The Trauma in our Genes
Stress impacts us more deeply when it has occurred for decades in our lives or even intergenerationally. There is a connection between trauma, mental illness, and what we inherit from our ancestors.
Mental health is not all one thing. It is not just trauma, it is not just biology or genetics, and it is not just what we inherit from generations past. I think of it like this: Your ancestors and their trauma are the kindling. Genetics (and inherited traits) is the fuel. And your childhood and traumatic life experiences are the match that sets the fire aflame.
Or, this equation:
Ancestors' Trauma and Stress + Genetics + Life Experiences = Our Mental Health
The trauma that we carry in our genes is a concept I will return to time and time again in this book. Our ancestors' stress and trauma experiences actually alter our gene expression. In our lifetime, these genes are either expressed or not, usually depending on how safe our childhood was and whether we experience trauma in our lives. Stressful and traumatic experiences are often what turn on certain genes for addiction, anxiety, depression, personality disorders, and more. Our ancestors' trauma can lead to a higher likelihood of these genes being expressed even though we didn't experience the trauma firsthand.
This is a book on trauma, but in no way am I saying that all mental illness goes back to personal trauma. Or maybe a better way of understanding this is that humans are incredibly adaptive, and mental illness has become an adaptation our brains and bodies use in our confusing and violent world. Those adaptations get passed on through generations, and our own life experiences of trauma, stress, and oppression turn on genes that express mental illness.

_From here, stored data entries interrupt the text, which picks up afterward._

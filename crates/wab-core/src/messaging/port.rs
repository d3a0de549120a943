use async_trait::async_trait;

use crate::{
    domain::{ChatId, MessageRef},
    messaging::types::MessagingCapabilities,
    Result,
};

/// Outbound messaging port.
///
/// WhatsApp (through the gateway adapter) is the only implementation today; the
/// coordinator only ever sees this trait.
#[async_trait]
pub trait MessagingPort: Send + Sync {
    fn capabilities(&self) -> MessagingCapabilities;

    /// Send a plain text message (WhatsApp markdown: `*bold*`, `_italic_`).
    async fn send_text(&self, chat_id: &ChatId, text: &str) -> Result<MessageRef>;
}
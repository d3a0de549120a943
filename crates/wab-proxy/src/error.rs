use axum::{
    http::StatusCode,
    response::{IntoResponse, Response},
    Json,
};
use serde_json::json;

#[derive(Debug, thiserror::Error)]
pub enum ProxyError {
    #[error("config error: {0}")]
    Config(String),

    #[error("BOT_BASE_URL environment variable is not configured")]
    NotConfigured,

    #[error("invalid base64 request body: {0}")]
    InvalidBody(#[from] base64::DecodeError),

    #[error("Failed to reach WhatsApp bot")]
    Unreachable(String),

    #[error("WhatsApp bot did not respond in time")]
    Timeout,
}

impl ProxyError {
    pub fn status(&self) -> StatusCode {
        match self {
            Self::Config(_) | Self::NotConfigured => StatusCode::INTERNAL_SERVER_ERROR,
            Self::InvalidBody(_) => StatusCode::BAD_REQUEST,
            Self::Unreachable(_) => StatusCode::BAD_GATEWAY,
            Self::Timeout => StatusCode::GATEWAY_TIMEOUT,
        }
    }
}

impl From<reqwest::Error> for ProxyError {
    fn from(e: reqwest::Error) -> Self {
        if e.is_timeout() {
            Self::Timeout
        } else {
            Self::Unreachable(e.to_string())
        }
    }
}

impl IntoResponse for ProxyError {
    fn into_response(self) -> Response {
        let body = match &self {
            Self::Unreachable(details) => json!({ "error": self.to_string(), "details": details }),
            Self::InvalidBody(e) => json!({ "error": "Invalid request body encoding", "details": e.to_string() }),
            _ => json!({ "error": self.to_string() }),
        };
        (self.status(), Json(body)).into_response()
    }
}
use axum::{
    http::StatusCode,
    response::{IntoResponse, Response},
    Json,
};
use serde::Serialize;

use wab_core::Error;

/// JSON error envelope: `{ "error": ..., "details"?: ... }`.
#[derive(Debug, Serialize)]
pub struct ErrorBody {
    pub error: String,
    #[serde(skip_serializing_if = "Option::is_none")]
    pub details: Option<String>,
}

#[derive(Debug)]
pub struct ApiError {
    pub status: StatusCode,
    pub body: ErrorBody,
}

impl ApiError {
    pub fn new(status: StatusCode, error: impl Into<String>) -> Self {
        Self {
            status,
            body: ErrorBody {
                error: error.into(),
                details: None,
            },
        }
    }

    pub fn with_details(mut self, details: impl Into<String>) -> Self {
        self.body.details = Some(details.into());
        self
    }
}

impl From<Error> for ApiError {
    fn from(e: Error) -> Self {
        match e {
            Error::NotConnected => Self::new(StatusCode::CONFLICT, "WhatsApp client is not connected"),
            Error::Disabled(msg) => {
                Self::new(StatusCode::UNPROCESSABLE_ENTITY, "Handoff notifications unavailable").with_details(msg)
            }
            Error::Stopped => Self::new(StatusCode::SERVICE_UNAVAILABLE, "Bot is shutting down"),
            Error::External(msg) => Self::new(StatusCode::BAD_GATEWAY, "WhatsApp client request failed").with_details(msg),
            other => Self::new(StatusCode::INTERNAL_SERVER_ERROR, "Internal error").with_details(other.to_string()),
        }
    }
}

impl IntoResponse for ApiError {
    fn into_response(self) -> Response {
        (self.status, Json(self.body)).into_response()
    }
}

We'll look at this more closely in chapter 7.
Symptoms of Trauma
When we experience trauma, our body not only expresses or worsens certain mental illnesses, it also develops adaptations to keep us safe in an unsafe world. These adaptations are known as post-traumatic stress disorder, or PTSD.
PTSD and cPTSD
PTSD is a set of symptoms that describes our brains' and nervous systems' adaptive responses to trauma that endure for more than one month. Studies have found that chronic stress due to oppression triggers those same adaptive responses.
Not everyone who lives through a traumatic incident experiences any or all of the symptoms of PTSD. However, many experience one or more of the following categories of PTSD symptoms:
Avoidance: avoidance of people, places, or things. Avoiding any reminders of the traumatic event(s).
Intrusive memories: reexperiencing, nightmares, flashbacks.
Negative changes in cognition and mood-our bodies' shutdown mode-which includes depression, numbness, hopelessness, negative beliefs about self and the world, guilt, and shame.
Hyperarousal and hypervigilance: our bodies' fight-or-flight response, which includes anxiety, being watchful or on guard, and an exaggerated startle response.
Historically, PTSD originated as a diagnosis for those who had experienced war trauma and active combat (before the diagnosis, all we had was the term shell shock). In the last four decades, thanks to the work of many women, queer people, and/or people of color in the trauma field, it has expanded to include people with any of a myriad of traumatic life experiences, including sexual assault, chronic pain and medical trauma, traumatic loss and grief, abusive relationships, religious and cult abuse, and more.